Array-based comparative genomic hybridization is more informative than conventional karyotyping and fluorescence in situ hybridization in the analysis of first-trimester spontaneous abortion
1 Department of Obstetrics and Gynecology, Peking Union Medical College Hospital, Chinese Academy of Medical Science, Shuai Fu Yuan No.1, Dongdan, Beijing 100730, People's Republic of China
2 Department of Molecular Genetics & Cytogenetics, Peking Union Medical College Hospital, Chinese Academy of Medical Science, Shuai Fu Yuan No.1, Dongdan, Beijing 100730, People's Republic of China
3 BioChain (Beijing) Science and Technology Inc., No.7A, Yongchang North Rd, Beijing Economic-technological Development Area, Beijing 100176, People's Republic of China
Molecular Cytogenetics 2012, 5:33 doi:10.1186/1755-8166-5-33Published: 16 July 2012
Array-based comparative genomic hybridization (aCGH) is a new technique for detecting submicroscopic deletions and duplications, and can overcome many of the limitations associated with classic cytogenetic analysis. However, its clinical use in spontaneous abortion needs comprehensive evaluation. We used aCGH to investigate chromosomal imbalances in 100 spontaneous abortions and compared the results with G-banding karyotyping and fluorescence in situ hybridization (FISH). Inconsistent results were verified by quantitative fluorescence PCR.
Abnormalities were detected in 61 cases. aCGH achieved the highest detection rate (93.4%, 57/61) compared with traditional karyotyping (77%, 47/61) and FISH analysis (68.9%, 42/61). aCGH identified all chromosome abnormalities reported by traditional karyotyping and interphase FISH analysis, with the exception of four triploids. It also detected three additional aneuploidy cases in 37 specimens with ‘normal’ karyotypes, one mosaicism and 10 abnormalities in 14 specimens that failed to grow in vitro.

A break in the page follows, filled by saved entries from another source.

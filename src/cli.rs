// src/cli.rs

//! CLI argument parsing using `clap`.

use clap::{Parser, ValueEnum};

/// Command-line arguments for `vertexman`.
#[derive(Debug, Clone, Parser)]
#[command(
    name = "vertexman",
    version,
    about = "Run the vertex manager runtime over a DAG topology.",
    long_about = None
)]
pub struct CliArgs {
    /// Path to the DAG topology file (TOML).
    ///
    /// Default: `Dag.toml` in the current working directory.
    #[arg(long, value_name = "PATH", default_value = "Dag.toml")]
    pub dag: String,

    /// Exit once every vertex is configured and all tasks are admitted.
    #[arg(long)]
    pub once: bool,

    /// Logging level (error, warn, info, debug, trace).
    ///
    /// If omitted, `VERTEXMAN_LOG` or a default level will be used.
    #[arg(long, value_enum, value_name = "LEVEL")]
    pub log_level: Option<LogLevel>,

    /// Parse + validate, print the topology, but don't run anything.
    #[arg(long)]
    pub dry_run: bool,
}

/// Log level as exposed on the CLI.
#[derive(Debug, Copy, Clone, ValueEnum)]
pub enum LogLevel {
    Error,
    Warn,
    Info,
    Debug,
    Trace,
}

/// Convenience wrapper around `CliArgs::parse()`.
pub fn parse() -> CliArgs {
    CliArgs::parse()
}
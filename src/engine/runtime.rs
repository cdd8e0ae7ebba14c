// src/engine/runtime.rs

use std::fmt;

use tokio::sync::mpsc;
use tracing::{debug, info};

use crate::errors::Result;
use crate::sched::{SchedulerBackend, TaskAdmission};

use super::core::CoreRuntime;
use super::{CoreCommand, RuntimeEvent};

/// Drives the vertex managers in response to `RuntimeEvent`s, and delegates
/// task admission to a `SchedulerBackend`.
///
/// This is a pure IO shell around `CoreRuntime`, which contains all the
/// runtime semantics. This struct handles async IO: reading events from
/// channels and forwarding admissions to the external task scheduler.
pub struct Runtime<S: SchedulerBackend> {
    core: CoreRuntime,
    event_rx: mpsc::Receiver<RuntimeEvent>,
    scheduler: S,
}

impl<S: SchedulerBackend> fmt::Debug for Runtime<S> {
    fn fmt(&self, f: &mut fmt::Formatter<'_>) -> fmt::Result {
        f.debug_struct("Runtime")
            .field("core", &self.core)
            .finish_non_exhaustive()
    }
}

impl<S: SchedulerBackend> Runtime<S> {
    pub fn new(core: CoreRuntime, event_rx: mpsc::Receiver<RuntimeEvent>, scheduler: S) -> Self {
        Self {
            core,
            event_rx,
            scheduler,
        }
    }

    /// Main event loop.
    ///
    /// - Consumes `RuntimeEvent`s from `event_rx`.
    /// - Feeds them into the core runtime.
    /// - Executes the commands returned by the core (admit tasks, exit).
    pub async fn run(mut self) -> Result<()> {
        info!("vertexman runtime started");

        loop {
            let event = match self.event_rx.recv().await {
                Some(e) => e,
                None => {
                    info!("runtime event channel closed; exiting");
                    break;
                }
            };

            debug!(?event, "runtime received event");

            // Feed the event into the pure core and get commands back.
            let step = self.core.step(event);

            // Execute the commands.
            for command in step.commands {
                self.execute_command(command).await?;
            }

            // If the core says to stop, break out of the loop.
            if !step.keep_running {
                info!("core requested exit; stopping runtime");
                break;
            }
        }

        info!("runtime exiting");
        Ok(())
    }

    /// Execute a single command from the core.
    async fn execute_command(&mut self, command: CoreCommand) -> Result<()> {
        match command {
            CoreCommand::AdmitTasks {
                vertex,
                task_indices,
                location_hint,
            } => {
                debug!(vertex = %vertex, ?task_indices, "admitting tasks to the scheduler");
                self.scheduler
                    .admit_tasks(TaskAdmission {
                        vertex,
                        task_indices,
                        location_hint,
                    })
                    .await?;
            }
        }
        Ok(())
    }
}
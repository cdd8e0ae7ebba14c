// tests/property_reconfigure.rs

use std::collections::BTreeMap;
use std::sync::Arc;

use proptest::prelude::*;

use vertexman::routing::RoutingDescriptor;
use vertexman::topology::TopologySnapshot;
use vertexman::types::DataMovement;
use vertexman::vertex::VertexManager;
use vertexman_test_utils::builders::{DagFileBuilder, VertexSpecBuilder};

fn manager_with_declared(declared: usize) -> VertexManager {
    let dag = DagFileBuilder::new()
        .with_vertex("src", VertexSpecBuilder::new(4).build())
        .with_vertex(
            "v",
            VertexSpecBuilder::new(declared)
                .input("src", DataMovement::ScatterGather)
                .build(),
        )
        .build();
    VertexManager::new(Arc::new(TopologySnapshot::from_dag(&dag)))
}

fn movement_strategy() -> impl Strategy<Value = DataMovement> {
    prop_oneof![
        Just(DataMovement::OneToOne),
        Just(DataMovement::Broadcast),
        Just(DataMovement::ScatterGather),
    ]
}

proptest! {
    /// Across any sequence of attempts, at most one parallelism change
    /// succeeds, and the committed value is the first valid one.
    #[test]
    fn at_most_one_parallelism_change_succeeds(
        declared in 1..20usize,
        attempts in proptest::collection::vec(0..30usize, 1..12),
    ) {
        let mut manager = manager_with_declared(declared);
        let mut successes = Vec::new();

        for &requested in attempts.iter() {
            let mut descriptors = BTreeMap::new();
            descriptors.insert(
                "src".to_string(),
                RoutingDescriptor::one_to_one(requested),
            );

            if manager.set_parallelism("v", requested, descriptors).is_ok() {
                successes.push(requested);
            }
        }

        prop_assert!(successes.len() <= 1, "more than one change committed");

        match successes.first() {
            Some(&committed) => {
                prop_assert!(committed >= 1 && committed <= declared);
                prop_assert_eq!(manager.vertex_num_tasks("v").unwrap(), committed);
            }
            None => {
                // Nothing committed: every attempt was invalid, and the
                // declared parallelism is untouched.
                prop_assert!(attempts.iter().all(|&n| n == 0 || n > declared));
                prop_assert_eq!(manager.vertex_num_tasks("v").unwrap(), declared);
            }
        }
    }

    /// Routing descriptors are total and deterministic over their domain,
    /// and never emit an index outside the destination range.
    #[test]
    fn descriptors_are_total_and_in_range(
        movement in movement_strategy(),
        dest_count in 1..10usize,
        source_count in 1..10usize,
    ) {
        let descriptor = RoutingDescriptor::default_for(movement, dest_count);

        for source_task in 0..source_count {
            let first = descriptor.route(source_task, source_count);
            let second = descriptor.route(source_task, source_count);

            prop_assert_eq!(&first, &second, "routing must be deterministic");
            prop_assert!(first.iter().all(|&t| t < dest_count));
        }
    }

    /// Task admission never exceeds the committed parallelism and stays
    /// monotone under repeated scheduling.
    #[test]
    fn ready_set_is_monotone_and_bounded(
        declared in 1..12usize,
        requests in proptest::collection::vec(
            proptest::collection::vec(0..20usize, 0..6),
            1..6,
        ),
    ) {
        let mut manager = manager_with_declared(declared);
        manager.configure_with_defaults("v").unwrap();

        let mut last_len = 0;
        for batch in requests.iter() {
            manager.schedule_tasks("v", batch).unwrap();
            let ready = &manager.vertex("v").unwrap().ready;

            prop_assert!(ready.len() >= last_len, "ready set must be monotone");
            prop_assert!(ready.iter().all(|&t| t < declared));
            last_len = ready.len();
        }
    }
}
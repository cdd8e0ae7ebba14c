// src/routing/router.rs

use std::collections::BTreeMap;
use std::sync::Arc;

use crate::errors::{Result, VertexManagerError};
use crate::routing::descriptor::RoutingDescriptor;
use crate::types::VertexName;

/// Read-only routing view over the descriptors installed for one vertex.
///
/// A router is a snapshot: it holds `Arc`s to the descriptors that were
/// installed when it was taken, so a concurrent reconfiguration of another
/// vertex (or a later snapshot of this one) never changes what an existing
/// router computes. Obtainable only from a CONFIGURED vertex; see
/// `VertexState::router`.
#[derive(Debug, Clone)]
pub struct EventRouter {
    vertex: VertexName,
    descriptors: BTreeMap<VertexName, Arc<RoutingDescriptor>>,
}

impl EventRouter {
    pub(crate) fn new(
        vertex: VertexName,
        descriptors: BTreeMap<VertexName, Arc<RoutingDescriptor>>,
    ) -> Self {
        Self {
            vertex,
            descriptors,
        }
    }

    /// Destination vertex this router delivers to.
    pub fn vertex(&self) -> &str {
        &self.vertex
    }

    /// Descriptor installed for the edge from `source`, if any.
    pub fn descriptor_for(&self, source: &str) -> Option<&RoutingDescriptor> {
        self.descriptors.get(source).map(|d| d.as_ref())
    }

    /// Destination task indices for an event produced by task `source_task`
    /// (out of `source_task_count`) of the `source` vertex.
    ///
    /// Pure and side-effect-free; fails only if `source` is not an input
    /// edge of this vertex.
    pub fn route(
        &self,
        source: &str,
        source_task: usize,
        source_task_count: usize,
    ) -> Result<Vec<usize>> {
        let descriptor = self
            .descriptors
            .get(source)
            .ok_or_else(|| VertexManagerError::UnknownVertex(source.to_string()))?;

        Ok(descriptor.route(source_task, source_task_count))
    }
}
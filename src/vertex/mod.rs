// src/vertex/mod.rs

//! Per-vertex state and the vertex manager.
//!
//! - [`state`] holds the mutable per-vertex record: lifecycle, parallelism,
//!   installed routing descriptors, ready set, and pre-configuration buffers.
//! - [`manager`] contains the [`VertexManager`], the single authority for
//!   mutating parallelism/routing and admitting ready tasks.
//! - [`step`] defines the result type for scheduling steps.

pub mod manager;
pub mod state;
pub mod step;

pub use manager::VertexManager;
pub use state::{VertexLifecycle, VertexState};
pub use step::AdmissionStep;
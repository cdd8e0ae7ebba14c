// src/engine/event_handlers.rs

//! Event handling logic for the core runtime.

use std::collections::BTreeMap;

use tracing::{debug, error, warn};

use crate::engine::{PluginNotice, SourceTaskEvent};
use crate::plugin::{RuntimeContext, VertexManagerPlugin};
use crate::types::{VertexLocationHint, VertexName};
use crate::vertex::{AdmissionStep, VertexManager};

/// Command produced by the pure core, to be executed by the outer IO shell.
#[derive(Debug, Clone)]
pub enum CoreCommand {
    /// Notify the external task scheduler that these tasks may execute.
    AdmitTasks {
        vertex: VertexName,
        task_indices: Vec<usize>,
        location_hint: Option<VertexLocationHint>,
    },
}

/// Decision returned by the core after handling a single `RuntimeEvent`.
#[derive(Debug, Clone)]
pub struct CoreStep {
    /// Commands the IO shell should execute.
    pub commands: Vec<CoreCommand>,
    /// Whether the outer runtime loop should keep running.
    pub keep_running: bool,
}

impl CoreStep {
    fn running(commands: Vec<CoreCommand>) -> Self {
        Self {
            commands,
            keep_running: true,
        }
    }

    fn idle() -> Self {
        Self::running(Vec::new())
    }
}

/// Plugin instances keyed by the vertex they manage.
pub type PluginMap = BTreeMap<VertexName, Box<dyn VertexManagerPlugin>>;

/// Handle a vertex start notification.
///
/// Transitions the vertex to reconfiguring, delivers `on_vertex_started`,
/// then replays any events buffered before the plugin was ready, in arrival
/// order. A plugin error aborts only that callback; the vertex stays usable
/// with its defaults.
pub fn handle_vertex_started(
    manager: &mut VertexManager,
    plugins: &mut PluginMap,
    vertex: VertexName,
) -> CoreStep {
    if manager.is_canceled() {
        debug!(vertex = %vertex, "ignoring vertex start for canceled DAG");
        return CoreStep::idle();
    }

    let Some(plugin) = plugins.get_mut(&vertex) else {
        warn!(vertex = %vertex, "vertex start for unknown vertex; ignoring");
        return CoreStep::idle();
    };

    if let Err(e) = manager.mark_reconfiguring(&vertex) {
        warn!(vertex = %vertex, error = %e, "cannot start vertex; ignoring");
        return CoreStep::idle();
    }

    let mut step = AdmissionStep::default();

    {
        let mut ctx = RuntimeContext::new(vertex.clone(), manager);
        if let Err(e) = plugin.on_vertex_started(&mut ctx) {
            error!(vertex = %vertex, error = %e, "plugin on_vertex_started failed");
        }
        step.merge(ctx.take_step());
    }

    if let Err(e) = manager.mark_plugin_started(&vertex) {
        warn!(vertex = %vertex, error = %e, "failed to mark plugin started");
    }

    // Replay events that arrived before the plugin was ready.
    let notices = manager.drain_notices(&vertex).unwrap_or_default();
    if !notices.is_empty() {
        debug!(
            vertex = %vertex,
            count = notices.len(),
            "replaying buffered events to the plugin in arrival order"
        );
    }
    for notice in notices {
        step.merge(deliver_notice(manager, plugin, &vertex, &notice));
    }

    step.merge(maybe_commit_defaults(manager, &vertex));

    CoreStep::running(commands_from_step(manager, &vertex, step))
}

/// Handle an upstream source-task event destined for `event.dest`.
///
/// Buffered if the destination's plugin has not been started yet; forwarded
/// to the plugin otherwise. Events are never dropped while the DAG is live.
pub fn handle_source_task_event(
    manager: &mut VertexManager,
    plugins: &mut PluginMap,
    event: SourceTaskEvent,
) -> CoreStep {
    if manager.is_canceled() {
        debug!(vertex = %event.dest, "discarding source task event for canceled DAG");
        return CoreStep::idle();
    }

    let vertex = event.dest.clone();

    let started = match manager.vertex(&vertex) {
        Ok(state) => state.plugin_started,
        Err(e) => {
            warn!(vertex = %vertex, error = %e, "source task event for unknown vertex; ignoring");
            return CoreStep::idle();
        }
    };

    if !started {
        if let Err(e) = manager.buffer_notice(&vertex, PluginNotice::SourceTask(event)) {
            warn!(vertex = %vertex, error = %e, "failed to buffer source task event");
        }
        return CoreStep::idle();
    }

    let Some(plugin) = plugins.get_mut(&vertex) else {
        warn!(vertex = %vertex, "no plugin registered for vertex; ignoring event");
        return CoreStep::idle();
    };

    let mut step = deliver_notice(manager, plugin, &vertex, &PluginNotice::SourceTask(event));
    step.merge(maybe_commit_defaults(manager, &vertex));

    CoreStep::running(commands_from_step(manager, &vertex, step))
}

/// Handle an opaque vertex-manager event from a running task.
pub fn handle_vertex_manager_event(
    manager: &mut VertexManager,
    plugins: &mut PluginMap,
    vertex: VertexName,
    payload: Vec<u8>,
) -> CoreStep {
    if manager.is_canceled() {
        debug!(vertex = %vertex, "discarding vertex manager event for canceled DAG");
        return CoreStep::idle();
    }

    let started = match manager.vertex(&vertex) {
        Ok(state) => state.plugin_started,
        Err(e) => {
            warn!(vertex = %vertex, error = %e, "manager event for unknown vertex; ignoring");
            return CoreStep::idle();
        }
    };

    if !started {
        if let Err(e) = manager.buffer_notice(&vertex, PluginNotice::ManagerEvent { payload }) {
            warn!(vertex = %vertex, error = %e, "failed to buffer vertex manager event");
        }
        return CoreStep::idle();
    }

    let Some(plugin) = plugins.get_mut(&vertex) else {
        warn!(vertex = %vertex, "no plugin registered for vertex; ignoring event");
        return CoreStep::idle();
    };

    let mut step = deliver_notice(
        manager,
        plugin,
        &vertex,
        &PluginNotice::ManagerEvent { payload },
    );
    step.merge(maybe_commit_defaults(manager, &vertex));

    CoreStep::running(commands_from_step(manager, &vertex, step))
}

/// Handle DAG cancellation: abort unconfigured vertices, discard buffers,
/// and stop the loop. Late plugin callbacks are rejected by the manager
/// with `VertexCanceled`.
pub fn handle_dag_canceled(manager: &mut VertexManager) -> CoreStep {
    manager.cancel_dag();
    CoreStep {
        commands: Vec::new(),
        keep_running: false,
    }
}

/// Deliver one buffered-or-live event to the plugin inside a fresh context.
fn deliver_notice(
    manager: &mut VertexManager,
    plugin: &mut Box<dyn VertexManagerPlugin>,
    vertex: &str,
    notice: &PluginNotice,
) -> AdmissionStep {
    let mut ctx = RuntimeContext::new(vertex.to_string(), manager);

    let result = match notice {
        PluginNotice::SourceTask(event) => plugin.on_source_task_event(&mut ctx, event),
        PluginNotice::ManagerEvent { payload } => plugin.on_vertex_manager_event(&mut ctx, payload),
    };

    if let Err(e) = result {
        error!(vertex = %vertex, error = %e, "plugin event callback failed");
    }

    ctx.take_step()
}

/// Commit the declared parallelism if the plugin asked for tasks to start
/// while the vertex was still unconfigured: scheduling implies the plugin
/// declined its one allowed reconfiguration.
fn maybe_commit_defaults(manager: &mut VertexManager, vertex: &str) -> AdmissionStep {
    let wants_defaults = manager
        .vertex(vertex)
        .map(|s| !s.lifecycle.is_configured() && !s.pending_schedule.is_empty())
        .unwrap_or(false);

    if !wants_defaults {
        return AdmissionStep::default();
    }

    match manager.configure_with_defaults(vertex) {
        Ok(step) => step,
        Err(e) => {
            warn!(vertex = %vertex, error = %e, "failed to configure vertex with defaults");
            AdmissionStep::default()
        }
    }
}

/// Turn accumulated admissions into scheduler commands.
fn commands_from_step(
    manager: &VertexManager,
    vertex: &str,
    step: AdmissionStep,
) -> Vec<CoreCommand> {
    if step.admitted.is_empty() {
        return Vec::new();
    }

    let location_hint = manager
        .vertex(vertex)
        .ok()
        .and_then(|s| s.location_hint.clone());

    vec![CoreCommand::AdmitTasks {
        vertex: vertex.to_string(),
        task_indices: step.admitted,
        location_hint,
    }]
}
// src/main.rs

use vertexman::{cli, logging, run};

#[tokio::main]
async fn main() {
    if let Err(err) = run_main().await {
        eprintln!("vertexman error: {err:?}");
        std::process::exit(1);
    }
}

async fn run_main() -> anyhow::Result<()> {
    let args = cli::parse();
    logging::init_logging(args.log_level)?;
    run(args).await
}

aCGH analysis circumvents many limitations in traditional karyotyping or FISH. The accuracy and efficiency of aCGH in spontaneous abortions highlights its clinical usefulness for the future. As aborted tissues have the potential to be contaminated with maternal cells, the threshold value of detection in aCGH should be lowered to avoid false negatives.